#### [TASK]
Among the lines below, copy exactly those from the one with "filename tally-ingest/src/csv_parser.rs" through the one with "const MEMO_SYNONYMS: &[&str]", counting both ends.

(Beginning of DATA EXTRACTS)

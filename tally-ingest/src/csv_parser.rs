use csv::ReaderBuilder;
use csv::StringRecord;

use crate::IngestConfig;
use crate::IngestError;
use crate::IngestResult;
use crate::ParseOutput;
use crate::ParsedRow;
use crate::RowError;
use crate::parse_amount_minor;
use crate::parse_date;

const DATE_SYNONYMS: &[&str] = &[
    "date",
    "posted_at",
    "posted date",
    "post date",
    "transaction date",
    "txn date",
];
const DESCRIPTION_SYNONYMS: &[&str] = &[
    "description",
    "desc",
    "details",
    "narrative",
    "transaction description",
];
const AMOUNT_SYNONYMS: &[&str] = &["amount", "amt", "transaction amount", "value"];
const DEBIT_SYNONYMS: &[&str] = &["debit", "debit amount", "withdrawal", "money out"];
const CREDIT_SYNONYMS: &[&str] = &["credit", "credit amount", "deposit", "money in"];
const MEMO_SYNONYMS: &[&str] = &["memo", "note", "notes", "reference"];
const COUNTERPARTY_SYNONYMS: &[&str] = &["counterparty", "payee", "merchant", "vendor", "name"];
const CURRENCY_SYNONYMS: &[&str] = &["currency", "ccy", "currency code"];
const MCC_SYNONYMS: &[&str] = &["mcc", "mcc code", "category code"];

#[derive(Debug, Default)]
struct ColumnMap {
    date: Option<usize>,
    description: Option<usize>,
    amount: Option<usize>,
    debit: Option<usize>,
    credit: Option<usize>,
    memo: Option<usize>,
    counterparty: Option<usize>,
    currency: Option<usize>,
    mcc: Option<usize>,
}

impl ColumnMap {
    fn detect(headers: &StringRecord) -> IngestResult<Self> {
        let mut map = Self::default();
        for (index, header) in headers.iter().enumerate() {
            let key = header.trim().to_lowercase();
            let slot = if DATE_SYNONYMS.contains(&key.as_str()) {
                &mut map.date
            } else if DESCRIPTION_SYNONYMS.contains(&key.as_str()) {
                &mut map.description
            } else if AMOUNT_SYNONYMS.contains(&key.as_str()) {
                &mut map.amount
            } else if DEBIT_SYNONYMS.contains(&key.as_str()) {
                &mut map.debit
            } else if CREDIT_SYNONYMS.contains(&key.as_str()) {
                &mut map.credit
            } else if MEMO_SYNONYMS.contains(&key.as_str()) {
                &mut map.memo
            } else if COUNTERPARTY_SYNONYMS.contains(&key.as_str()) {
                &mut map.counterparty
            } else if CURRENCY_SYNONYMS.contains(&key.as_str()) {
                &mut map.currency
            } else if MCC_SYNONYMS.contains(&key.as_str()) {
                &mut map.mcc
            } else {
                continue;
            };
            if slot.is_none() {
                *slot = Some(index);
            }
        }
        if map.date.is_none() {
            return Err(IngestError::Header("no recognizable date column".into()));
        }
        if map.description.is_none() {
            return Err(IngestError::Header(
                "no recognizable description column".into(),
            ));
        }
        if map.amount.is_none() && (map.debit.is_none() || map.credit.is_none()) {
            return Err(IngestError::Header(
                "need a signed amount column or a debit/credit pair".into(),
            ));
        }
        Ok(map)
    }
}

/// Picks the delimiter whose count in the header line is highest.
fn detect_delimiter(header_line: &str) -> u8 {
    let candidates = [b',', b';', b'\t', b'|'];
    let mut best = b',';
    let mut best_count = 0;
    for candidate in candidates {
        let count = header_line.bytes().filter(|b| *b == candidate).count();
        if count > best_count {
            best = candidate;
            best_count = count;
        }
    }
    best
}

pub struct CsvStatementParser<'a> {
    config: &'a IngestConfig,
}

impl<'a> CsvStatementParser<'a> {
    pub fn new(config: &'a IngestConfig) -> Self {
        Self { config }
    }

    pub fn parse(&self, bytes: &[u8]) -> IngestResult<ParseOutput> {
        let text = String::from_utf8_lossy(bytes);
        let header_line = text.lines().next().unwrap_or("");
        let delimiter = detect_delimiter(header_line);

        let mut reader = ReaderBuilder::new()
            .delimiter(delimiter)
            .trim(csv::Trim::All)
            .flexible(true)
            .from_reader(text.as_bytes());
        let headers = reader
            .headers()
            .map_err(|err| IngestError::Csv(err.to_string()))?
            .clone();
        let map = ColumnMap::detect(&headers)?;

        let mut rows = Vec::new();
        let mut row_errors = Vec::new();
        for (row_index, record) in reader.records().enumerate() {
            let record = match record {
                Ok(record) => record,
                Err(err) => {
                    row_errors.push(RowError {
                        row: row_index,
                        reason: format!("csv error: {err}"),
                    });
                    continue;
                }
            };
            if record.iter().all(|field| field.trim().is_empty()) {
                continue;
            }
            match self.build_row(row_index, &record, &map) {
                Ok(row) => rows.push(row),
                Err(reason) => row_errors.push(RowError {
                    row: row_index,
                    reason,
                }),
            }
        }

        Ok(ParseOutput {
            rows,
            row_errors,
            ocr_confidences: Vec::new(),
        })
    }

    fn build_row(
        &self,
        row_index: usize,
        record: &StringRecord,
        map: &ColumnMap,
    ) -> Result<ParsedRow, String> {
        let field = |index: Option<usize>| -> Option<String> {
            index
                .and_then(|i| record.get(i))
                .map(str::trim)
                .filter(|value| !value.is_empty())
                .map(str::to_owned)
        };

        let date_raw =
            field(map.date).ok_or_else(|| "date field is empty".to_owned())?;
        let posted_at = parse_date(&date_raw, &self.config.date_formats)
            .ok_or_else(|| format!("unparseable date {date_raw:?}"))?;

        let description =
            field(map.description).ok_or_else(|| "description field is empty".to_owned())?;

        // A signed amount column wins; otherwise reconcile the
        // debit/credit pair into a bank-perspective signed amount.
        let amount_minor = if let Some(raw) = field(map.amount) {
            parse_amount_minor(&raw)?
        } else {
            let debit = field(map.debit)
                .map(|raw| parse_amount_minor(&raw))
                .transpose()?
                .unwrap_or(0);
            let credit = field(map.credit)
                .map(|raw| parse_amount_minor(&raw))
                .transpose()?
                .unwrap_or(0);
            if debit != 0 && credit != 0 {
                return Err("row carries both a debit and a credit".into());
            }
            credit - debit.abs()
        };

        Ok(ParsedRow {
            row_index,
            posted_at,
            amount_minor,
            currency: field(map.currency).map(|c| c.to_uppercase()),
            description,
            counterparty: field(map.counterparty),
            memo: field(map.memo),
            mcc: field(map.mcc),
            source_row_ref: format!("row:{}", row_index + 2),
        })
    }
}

(End of DATA EXTRACTS)
(Beginning of DATA EXTRACTS)

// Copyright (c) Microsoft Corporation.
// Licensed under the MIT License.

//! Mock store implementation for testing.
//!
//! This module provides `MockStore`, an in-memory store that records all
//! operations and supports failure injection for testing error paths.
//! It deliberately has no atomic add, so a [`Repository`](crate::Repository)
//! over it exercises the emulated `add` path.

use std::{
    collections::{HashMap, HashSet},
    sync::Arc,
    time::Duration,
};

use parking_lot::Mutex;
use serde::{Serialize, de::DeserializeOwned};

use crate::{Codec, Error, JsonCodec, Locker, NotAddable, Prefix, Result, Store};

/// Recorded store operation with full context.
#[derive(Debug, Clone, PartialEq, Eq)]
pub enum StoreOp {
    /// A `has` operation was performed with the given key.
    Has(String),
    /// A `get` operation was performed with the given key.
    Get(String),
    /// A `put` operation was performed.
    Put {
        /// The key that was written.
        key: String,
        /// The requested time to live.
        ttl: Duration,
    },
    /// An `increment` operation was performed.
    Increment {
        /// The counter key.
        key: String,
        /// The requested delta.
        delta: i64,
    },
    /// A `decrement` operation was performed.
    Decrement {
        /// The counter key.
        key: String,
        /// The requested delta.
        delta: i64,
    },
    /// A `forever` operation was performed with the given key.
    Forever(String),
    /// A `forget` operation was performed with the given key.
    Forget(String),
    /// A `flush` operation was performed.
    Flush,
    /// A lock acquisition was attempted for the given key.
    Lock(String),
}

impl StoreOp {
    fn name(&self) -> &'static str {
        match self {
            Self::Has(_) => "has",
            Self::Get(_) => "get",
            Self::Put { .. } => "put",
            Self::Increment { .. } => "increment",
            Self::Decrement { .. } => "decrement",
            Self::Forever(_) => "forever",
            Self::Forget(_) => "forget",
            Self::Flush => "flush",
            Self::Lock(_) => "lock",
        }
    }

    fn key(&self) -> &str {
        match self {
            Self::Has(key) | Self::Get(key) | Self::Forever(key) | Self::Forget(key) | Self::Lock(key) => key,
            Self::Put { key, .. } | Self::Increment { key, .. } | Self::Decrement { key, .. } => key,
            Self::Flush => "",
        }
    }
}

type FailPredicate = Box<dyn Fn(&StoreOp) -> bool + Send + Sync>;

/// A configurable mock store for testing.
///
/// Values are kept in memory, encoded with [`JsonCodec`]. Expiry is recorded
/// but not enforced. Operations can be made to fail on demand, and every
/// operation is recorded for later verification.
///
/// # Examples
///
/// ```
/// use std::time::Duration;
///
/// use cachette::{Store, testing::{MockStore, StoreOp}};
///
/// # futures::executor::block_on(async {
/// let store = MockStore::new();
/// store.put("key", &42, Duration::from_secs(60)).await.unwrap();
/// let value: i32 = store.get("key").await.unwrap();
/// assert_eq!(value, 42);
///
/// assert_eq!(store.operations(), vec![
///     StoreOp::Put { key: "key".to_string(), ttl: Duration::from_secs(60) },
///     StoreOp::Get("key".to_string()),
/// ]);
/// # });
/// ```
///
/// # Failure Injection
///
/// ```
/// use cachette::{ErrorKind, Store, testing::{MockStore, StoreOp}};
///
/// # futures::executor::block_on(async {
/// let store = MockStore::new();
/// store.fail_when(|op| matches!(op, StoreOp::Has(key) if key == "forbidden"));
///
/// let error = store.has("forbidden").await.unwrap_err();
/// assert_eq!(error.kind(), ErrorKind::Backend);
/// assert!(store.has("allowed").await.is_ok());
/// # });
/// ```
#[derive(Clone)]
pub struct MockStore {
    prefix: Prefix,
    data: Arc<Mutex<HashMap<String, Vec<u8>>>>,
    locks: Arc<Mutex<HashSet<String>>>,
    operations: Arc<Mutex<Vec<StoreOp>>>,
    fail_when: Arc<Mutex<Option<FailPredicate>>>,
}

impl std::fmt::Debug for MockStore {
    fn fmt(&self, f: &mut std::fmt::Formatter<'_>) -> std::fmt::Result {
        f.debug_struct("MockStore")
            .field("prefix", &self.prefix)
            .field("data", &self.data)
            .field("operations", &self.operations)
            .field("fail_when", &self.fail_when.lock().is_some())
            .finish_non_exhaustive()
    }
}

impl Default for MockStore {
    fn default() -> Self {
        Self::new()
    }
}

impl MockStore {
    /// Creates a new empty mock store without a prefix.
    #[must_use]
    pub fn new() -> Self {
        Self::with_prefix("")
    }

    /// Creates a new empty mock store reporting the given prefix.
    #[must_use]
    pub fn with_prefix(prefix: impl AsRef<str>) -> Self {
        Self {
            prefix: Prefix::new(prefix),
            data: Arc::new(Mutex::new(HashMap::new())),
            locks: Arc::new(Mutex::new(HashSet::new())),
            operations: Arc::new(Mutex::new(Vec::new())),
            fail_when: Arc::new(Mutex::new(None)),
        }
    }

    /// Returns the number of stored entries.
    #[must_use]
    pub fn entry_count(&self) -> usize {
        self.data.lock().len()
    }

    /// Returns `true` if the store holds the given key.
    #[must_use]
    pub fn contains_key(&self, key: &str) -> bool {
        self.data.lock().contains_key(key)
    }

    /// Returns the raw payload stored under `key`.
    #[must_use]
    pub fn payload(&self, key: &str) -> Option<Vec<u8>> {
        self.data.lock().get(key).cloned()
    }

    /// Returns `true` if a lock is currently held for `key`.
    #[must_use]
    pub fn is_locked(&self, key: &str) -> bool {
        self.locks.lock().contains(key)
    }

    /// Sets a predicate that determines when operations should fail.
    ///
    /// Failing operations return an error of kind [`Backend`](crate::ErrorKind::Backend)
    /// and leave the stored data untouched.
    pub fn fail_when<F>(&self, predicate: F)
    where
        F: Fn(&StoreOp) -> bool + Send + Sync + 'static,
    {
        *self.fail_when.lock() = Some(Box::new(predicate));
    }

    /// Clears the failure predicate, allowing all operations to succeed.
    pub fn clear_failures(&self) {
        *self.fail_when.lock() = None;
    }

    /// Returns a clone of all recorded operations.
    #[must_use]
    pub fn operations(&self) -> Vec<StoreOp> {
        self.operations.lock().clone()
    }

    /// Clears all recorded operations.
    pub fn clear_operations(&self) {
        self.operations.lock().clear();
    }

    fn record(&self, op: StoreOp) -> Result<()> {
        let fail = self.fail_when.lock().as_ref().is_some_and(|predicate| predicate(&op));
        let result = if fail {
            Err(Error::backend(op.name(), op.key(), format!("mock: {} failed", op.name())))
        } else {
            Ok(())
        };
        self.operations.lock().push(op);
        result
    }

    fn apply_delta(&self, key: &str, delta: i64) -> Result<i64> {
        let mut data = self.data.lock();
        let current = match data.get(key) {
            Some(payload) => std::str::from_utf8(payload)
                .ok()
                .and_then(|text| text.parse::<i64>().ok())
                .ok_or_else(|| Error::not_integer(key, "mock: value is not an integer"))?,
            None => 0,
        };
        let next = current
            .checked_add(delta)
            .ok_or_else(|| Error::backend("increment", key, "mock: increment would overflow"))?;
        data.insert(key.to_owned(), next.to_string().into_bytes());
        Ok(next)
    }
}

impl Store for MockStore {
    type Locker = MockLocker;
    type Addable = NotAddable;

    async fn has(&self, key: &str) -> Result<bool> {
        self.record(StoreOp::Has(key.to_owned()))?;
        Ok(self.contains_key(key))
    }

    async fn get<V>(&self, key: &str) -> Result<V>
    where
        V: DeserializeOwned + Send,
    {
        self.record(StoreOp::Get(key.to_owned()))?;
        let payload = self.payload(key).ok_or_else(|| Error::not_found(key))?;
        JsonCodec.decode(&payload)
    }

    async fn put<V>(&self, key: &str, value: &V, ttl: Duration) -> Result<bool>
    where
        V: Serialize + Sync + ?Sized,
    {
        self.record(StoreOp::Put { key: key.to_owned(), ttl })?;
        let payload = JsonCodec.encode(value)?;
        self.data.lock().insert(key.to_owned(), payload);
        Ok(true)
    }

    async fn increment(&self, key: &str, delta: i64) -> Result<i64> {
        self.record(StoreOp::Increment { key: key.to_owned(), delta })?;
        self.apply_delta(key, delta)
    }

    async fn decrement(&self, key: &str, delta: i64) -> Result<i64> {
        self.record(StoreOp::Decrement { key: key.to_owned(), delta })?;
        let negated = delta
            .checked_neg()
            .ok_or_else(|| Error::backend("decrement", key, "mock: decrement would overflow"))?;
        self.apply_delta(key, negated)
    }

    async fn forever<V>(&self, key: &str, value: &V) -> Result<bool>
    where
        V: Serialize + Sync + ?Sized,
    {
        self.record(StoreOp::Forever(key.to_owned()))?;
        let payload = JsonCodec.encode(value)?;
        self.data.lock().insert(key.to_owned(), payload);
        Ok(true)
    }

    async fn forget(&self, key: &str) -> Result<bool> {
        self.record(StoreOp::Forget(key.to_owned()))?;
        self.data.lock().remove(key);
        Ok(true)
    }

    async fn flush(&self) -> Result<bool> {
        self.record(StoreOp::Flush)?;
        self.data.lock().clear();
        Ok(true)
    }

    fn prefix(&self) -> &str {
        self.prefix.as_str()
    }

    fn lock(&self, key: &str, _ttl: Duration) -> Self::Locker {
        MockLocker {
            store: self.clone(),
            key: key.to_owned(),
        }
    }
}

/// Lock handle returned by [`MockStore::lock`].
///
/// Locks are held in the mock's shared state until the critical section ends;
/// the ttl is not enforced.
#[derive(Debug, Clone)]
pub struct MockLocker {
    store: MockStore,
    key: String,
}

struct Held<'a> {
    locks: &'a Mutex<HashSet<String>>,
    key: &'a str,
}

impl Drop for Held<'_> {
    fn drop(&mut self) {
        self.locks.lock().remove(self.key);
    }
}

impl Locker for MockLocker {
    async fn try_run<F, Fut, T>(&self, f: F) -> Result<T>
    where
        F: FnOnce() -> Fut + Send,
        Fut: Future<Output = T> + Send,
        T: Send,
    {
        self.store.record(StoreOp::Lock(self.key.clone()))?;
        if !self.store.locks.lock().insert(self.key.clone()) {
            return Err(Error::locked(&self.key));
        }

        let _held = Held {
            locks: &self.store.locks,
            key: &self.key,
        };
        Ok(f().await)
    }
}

(End of DATA EXTRACTS)

#### [TASK RESPONSE]
filename tally-ingest/src/csv_parser.rs
use csv::ReaderBuilder;
use csv::StringRecord;

use crate::IngestConfig;
use crate::IngestError;
use crate::IngestResult;
use crate::ParseOutput;
use crate::ParsedRow;
use crate::RowError;
use crate::parse_amount_minor;
use crate::parse_date;

const DATE_SYNONYMS: &[&str] = &[
    "date",
    "posted_at",
    "posted date",
    "post date",
    "transaction date",
    "txn date",
];
const DESCRIPTION_SYNONYMS: &[&str] = &[
    "description",
    "desc",
    "details",
    "narrative",
    "transaction description",
];
const AMOUNT_SYNONYMS: &[&str] = &["amount", "amt", "transaction amount", "value"];
const DEBIT_SYNONYMS: &[&str] = &["debit", "debit amount", "withdrawal", "money out"];
const CREDIT_SYNONYMS: &[&str] = &["credit", "credit amount", "deposit", "money in"];
const MEMO_SYNONYMS: &[&str] = &["memo", "note", "notes", "reference"];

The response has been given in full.